The yellow-fronted canary was formerly placed in the genus Serinus, but phylogenetic analysis using mitochondrial and nuclear DNA sequences found that genus to be polyphyletic. The genus was therefore split and a number of species including the yellow-fronted canary were moved to the resurrected genus Crithagra Swainson 1827.

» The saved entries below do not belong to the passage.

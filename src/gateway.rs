//! Role-gated writes. Every operation checks the actor before touching a row
//! and reports a refusal as an error instead of quietly doing nothing.

use crate::profile::Actor;
use crate::sql::Db;
use crate::types::{parse_clock, NewPharmacyForm, NewShiftForm, Pid, ProfileForm, Role, ShiftRole, ShiftStatus, Sid, StatusTag, Uid};
use chrono::{NaiveDate, NaiveTime};
use std::fmt;
use std::str::FromStr;
use thiserror::Error;
use tracing::{info, warn};

#[derive(Debug, Error)]
pub enum GatewayError {
	#[error("{action} requires the {required} role")]
	WrongRole { action: &'static str, required: Role },
	#[error("pharmacy {0} belongs to someone else")]
	NotOwner(Pid),
	#[error("only the holder or an admin may cancel the booking of shift {0}")]
	NotHolder(Sid),
	#[error("profile {0} can only be edited by its owner or an admin")]
	NotSelf(Uid),
	#[error("role can only be changed by an admin")]
	RoleLocked,
	#[error("pharmacy {0} not found")]
	PharmacyNotFound(Pid),
	#[error("shift {0} not found")]
	ShiftNotFound(Sid),
	#[error("profile {0} not found")]
	ProfileNotFound(Uid),
	#[error("shift {0} is already booked")]
	AlreadyBooked(Sid),
	#[error("shift {0} is not booked")]
	NotBooked(Sid),
	#[error("{0}")]
	Invalid(String),
	#[error("database error: {0}")]
	Db(#[from] sqlx::Error),
}

impl GatewayError {
	pub fn is_refusal(&self) -> bool {
		matches!(
			self,
			GatewayError::WrongRole { .. }
				| GatewayError::NotOwner(_)
				| GatewayError::NotHolder(_)
				| GatewayError::NotSelf(_)
				| GatewayError::RoleLocked
		)
	}
}

/// What happens to a pharmacy's shifts when the pharmacy is deleted.
#[derive(Debug, Clone, Copy, PartialEq, Eq, Default)]
pub enum PharmacyDeletion {
	#[default]
	Cascade,
	Orphan,
}

impl FromStr for PharmacyDeletion {
	type Err = String;

	fn from_str(s: &str) -> Result<Self, Self::Err> {
		match s.trim().to_ascii_lowercase().as_str() {
			"cascade" => Ok(PharmacyDeletion::Cascade),
			"orphan" => Ok(PharmacyDeletion::Orphan),
			other => Err(format!("expected \"cascade\" or \"orphan\", got {other:?}")),
		}
	}
}

impl fmt::Display for PharmacyDeletion {
	fn fmt(&self, f: &mut fmt::Formatter<'_>) -> fmt::Result {
		f.write_str(match self {
			PharmacyDeletion::Cascade => "cascade",
			PharmacyDeletion::Orphan => "orphan",
		})
	}
}

#[derive(Debug, Clone, Copy, PartialEq, Eq)]
pub struct Deleted {
	pub pharmacy: Pid,
	pub shifts_removed: u64,
	pub shifts_orphaned: u64,
}

fn require(actor: &Actor, required: Role, action: &'static str) -> Result<(), GatewayError> {
	if actor.role() == required {
		Ok(())
	} else {
		warn!(uid = actor.uid(), role = %actor.role(), action, "refused");
		Err(GatewayError::WrongRole { action, required })
	}
}

fn refuse(actor: &Actor, err: GatewayError) -> GatewayError {
	warn!(uid = actor.uid(), role = %actor.role(), "refused: {err}");
	err
}

/// Validated pharmacy input.
#[derive(Debug, Clone, PartialEq, Eq)]
pub struct NewPharmacy {
	pub name: String,
	pub address: String,
	pub email: Option<String>,
}

impl TryFrom<NewPharmacyForm> for NewPharmacy {
	type Error = GatewayError;

	fn try_from(form: NewPharmacyForm) -> Result<Self, Self::Error> {
		let name = form.name.trim().to_string();
		let address = form.address.trim().to_string();
		let email = form.email.map(|e| e.trim().to_string()).filter(|e| !e.is_empty());
		if name.chars().count() < 2 {
			return Err(GatewayError::Invalid("name must be at least 2 characters".into()));
		}
		if address.chars().count() < 5 {
			return Err(GatewayError::Invalid("address must be at least 5 characters".into()));
		}
		if let Some(email) = &email {
			if !email.contains('@') {
				return Err(GatewayError::Invalid(format!("{email:?} is not an email address")));
			}
		}
		Ok(NewPharmacy { name, address, email })
	}
}

/// Validated shift input.
#[derive(Debug, Clone, PartialEq, Eq)]
pub struct NewShift {
	pub pharmacy_id: Pid,
	pub date: NaiveDate,
	pub start: NaiveTime,
	pub end: NaiveTime,
	pub pay_rate: i64,
	pub role: ShiftRole,
}

impl TryFrom<NewShiftForm> for NewShift {
	type Error = GatewayError;

	fn try_from(form: NewShiftForm) -> Result<Self, Self::Error> {
		let start = parse_clock(&form.start_time)
			.ok_or_else(|| GatewayError::Invalid(format!("start time {:?} is not HH:MM", form.start_time)))?;
		let end = parse_clock(&form.end_time)
			.ok_or_else(|| GatewayError::Invalid(format!("end time {:?} is not HH:MM", form.end_time)))?;
		if start == end {
			return Err(GatewayError::Invalid("shift starts and ends at the same time".into()));
		}
		if form.pay_rate < 1 {
			return Err(GatewayError::Invalid("pay rate must be a positive number".into()));
		}
		Ok(NewShift {
			pharmacy_id: form.pharmacy_id,
			date: form.date,
			start,
			end,
			pay_rate: form.pay_rate,
			role: form.role,
		})
	}
}

pub async fn create_pharmacy(db: &Db, actor: &Actor, new: NewPharmacy) -> Result<Pid, GatewayError> {
	require(actor, Role::Pharmacy, "creating a pharmacy")?;
	let id = sqlx::query("INSERT INTO pharmacies (owner_id, name, address, email) VALUES (?, ?, ?, ?);")
		.bind(actor.uid())
		.bind(&new.name)
		.bind(&new.address)
		.bind(&new.email)
		.execute(db)
		.await?
		.last_insert_rowid();
	info!(uid = actor.uid(), pharmacy = id, "pharmacy created");
	Ok(id)
}

async fn pharmacy_owner(db: &Db, pid: Pid) -> Result<Uid, GatewayError> {
	sqlx::query_scalar("SELECT owner_id FROM pharmacies WHERE id = ?;")
		.bind(pid)
		.fetch_optional(db)
		.await?
		.ok_or(GatewayError::PharmacyNotFound(pid))
}

pub async fn delete_pharmacy(db: &Db, actor: &Actor, pid: Pid, policy: PharmacyDeletion) -> Result<Deleted, GatewayError> {
	require(actor, Role::Pharmacy, "deleting a pharmacy")?;
	if pharmacy_owner(db, pid).await? != actor.uid() {
		return Err(refuse(actor, GatewayError::NotOwner(pid)));
	}

	let mut tx = db.begin().await?;
	let mut deleted = Deleted { pharmacy: pid, shifts_removed: 0, shifts_orphaned: 0 };
	match policy {
		PharmacyDeletion::Cascade => {
			deleted.shifts_removed = sqlx::query("DELETE FROM shifts WHERE pharmacy_id = ?;")
				.bind(pid)
				.execute(&mut *tx)
				.await?
				.rows_affected();
		}
		PharmacyDeletion::Orphan => {
			let left: i64 = sqlx::query_scalar("SELECT COUNT(*) FROM shifts WHERE pharmacy_id = ?;")
				.bind(pid)
				.fetch_one(&mut *tx)
				.await?;
			deleted.shifts_orphaned = left as u64;
		}
	}
	let gone = sqlx::query("DELETE FROM pharmacies WHERE id = ? AND owner_id = ?;")
		.bind(pid)
		.bind(actor.uid())
		.execute(&mut *tx)
		.await?
		.rows_affected();
	if gone == 0 {
		// deleted by a concurrent request; the transaction is rolled back on drop
		return Err(GatewayError::PharmacyNotFound(pid));
	}
	tx.commit().await?;

	if deleted.shifts_orphaned > 0 {
		warn!(uid = actor.uid(), pharmacy = pid, orphaned = deleted.shifts_orphaned, "pharmacy deleted, shifts left orphaned");
	} else {
		info!(uid = actor.uid(), pharmacy = pid, removed = deleted.shifts_removed, "pharmacy deleted");
	}
	Ok(deleted)
}

pub async fn create_shift(db: &Db, actor: &Actor, new: NewShift) -> Result<Sid, GatewayError> {
	require(actor, Role::Pharmacy, "posting a shift")?;
	if pharmacy_owner(db, new.pharmacy_id).await? != actor.uid() {
		return Err(refuse(actor, GatewayError::NotOwner(new.pharmacy_id)));
	}
	let id = sqlx::query(
		"INSERT INTO shifts (pharmacy_id, owner_id, date, start_time, end_time, pay_rate, role, status) \
		VALUES (?, ?, ?, ?, ?, ?, ?, ?);",
	)
	.bind(new.pharmacy_id)
	.bind(actor.uid())
	.bind(new.date)
	.bind(new.start)
	.bind(new.end)
	.bind(new.pay_rate)
	.bind(new.role)
	.bind(StatusTag::Available)
	.execute(db)
	.await?
	.last_insert_rowid();
	info!(uid = actor.uid(), shift = id, date = %new.date, "shift created");
	Ok(id)
}

async fn shift_status(db: &Db, sid: Sid) -> Result<ShiftStatus, GatewayError> {
	let row: Option<(StatusTag, Option<Uid>)> = sqlx::query_as("SELECT status, booked_by FROM shifts WHERE id = ?;")
		.bind(sid)
		.fetch_optional(db)
		.await?;
	let (tag, holder) = row.ok_or(GatewayError::ShiftNotFound(sid))?;
	ShiftStatus::from(tag, holder)
		.ok_or_else(|| GatewayError::Db(sqlx::Error::Decode(format!("shift {sid} has inconsistent booking columns").into())))
}

/// Books an available shift for the acting substitute. The update is
/// conditional on the shift still being available, so of several concurrent
/// bookers exactly one wins.
pub async fn book_shift(db: &Db, actor: &Actor, sid: Sid) -> Result<(), GatewayError> {
	require(actor, Role::Substitute, "booking a shift")?;
	let done = sqlx::query("UPDATE shifts SET status = ?, booked_by = ? WHERE id = ? AND status = ?;")
		.bind(StatusTag::Booked)
		.bind(actor.uid())
		.bind(sid)
		.bind(StatusTag::Available)
		.execute(db)
		.await?;
	if done.rows_affected() == 0 {
		// tell a missing shift apart from one somebody else got first
		shift_status(db, sid).await?;
		return Err(GatewayError::AlreadyBooked(sid));
	}
	info!(uid = actor.uid(), shift = sid, "shift booked");
	Ok(())
}

pub async fn cancel_booking(db: &Db, actor: &Actor, sid: Sid) -> Result<(), GatewayError> {
	let holder = match shift_status(db, sid).await? {
		ShiftStatus::Available => return Err(GatewayError::NotBooked(sid)),
		ShiftStatus::Booked(holder) => holder,
	};
	if holder != actor.uid() && !actor.admin {
		return Err(refuse(actor, GatewayError::NotHolder(sid)));
	}
	let done = sqlx::query("UPDATE shifts SET status = ?, booked_by = NULL WHERE id = ? AND status = ? AND booked_by = ?;")
		.bind(StatusTag::Available)
		.bind(sid)
		.bind(StatusTag::Booked)
		.bind(holder)
		.execute(db)
		.await?;
	if done.rows_affected() == 0 {
		return Err(GatewayError::NotBooked(sid));
	}
	info!(uid = actor.uid(), shift = sid, holder, "booking cancelled");
	Ok(())
}

/// Saves a profile. Actors edit their own name; role changes and edits of
/// other profiles are admin only.
pub async fn save_profile(db: &Db, actor: &Actor, target: Uid, form: ProfileForm) -> Result<(), GatewayError> {
	if target != actor.uid() && !actor.admin {
		return Err(refuse(actor, GatewayError::NotSelf(target)));
	}
	let current = crate::profile::find(db, target).await?.ok_or(GatewayError::ProfileNotFound(target))?;

	let name = form.name.trim().to_string();
	if name.chars().count() < 2 {
		return Err(GatewayError::Invalid("name must be at least 2 characters".into()));
	}
	let role = match form.role {
		Some(role) if role != current.role => {
			if !actor.admin {
				return Err(refuse(actor, GatewayError::RoleLocked));
			}
			role
		}
		_ => current.role,
	};

	sqlx::query("UPDATE profiles SET name = ?, role = ? WHERE account_id = ?;")
		.bind(&name)
		.bind(role)
		.bind(target)
		.execute(db)
		.await?;
	info!(uid = actor.uid(), profile = target, %role, "profile saved");
	Ok(())
}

This bird is a resident breeder in Africa south of the Sahara Desert. Its habitat is open woodland and cultivation. It nests in trees, laying three or four eggs in a compact cup nest.  It has been introduced to the Hawaiian Islands, where it is found on western Hawaii, southeastern Oahu and Molokai.

The yellow-fronted canary is a common, gregarious seedeater. It is 11–13 cm in length. The adult male has a green back and brown wings and tail. The underparts and rump are yellow, and the head is yellow with a grey crown and nape and a black malar stripe. The female is similar, but with a weaker head pattern and duller underparts. Juveniles are greyer than the female, especially on the head.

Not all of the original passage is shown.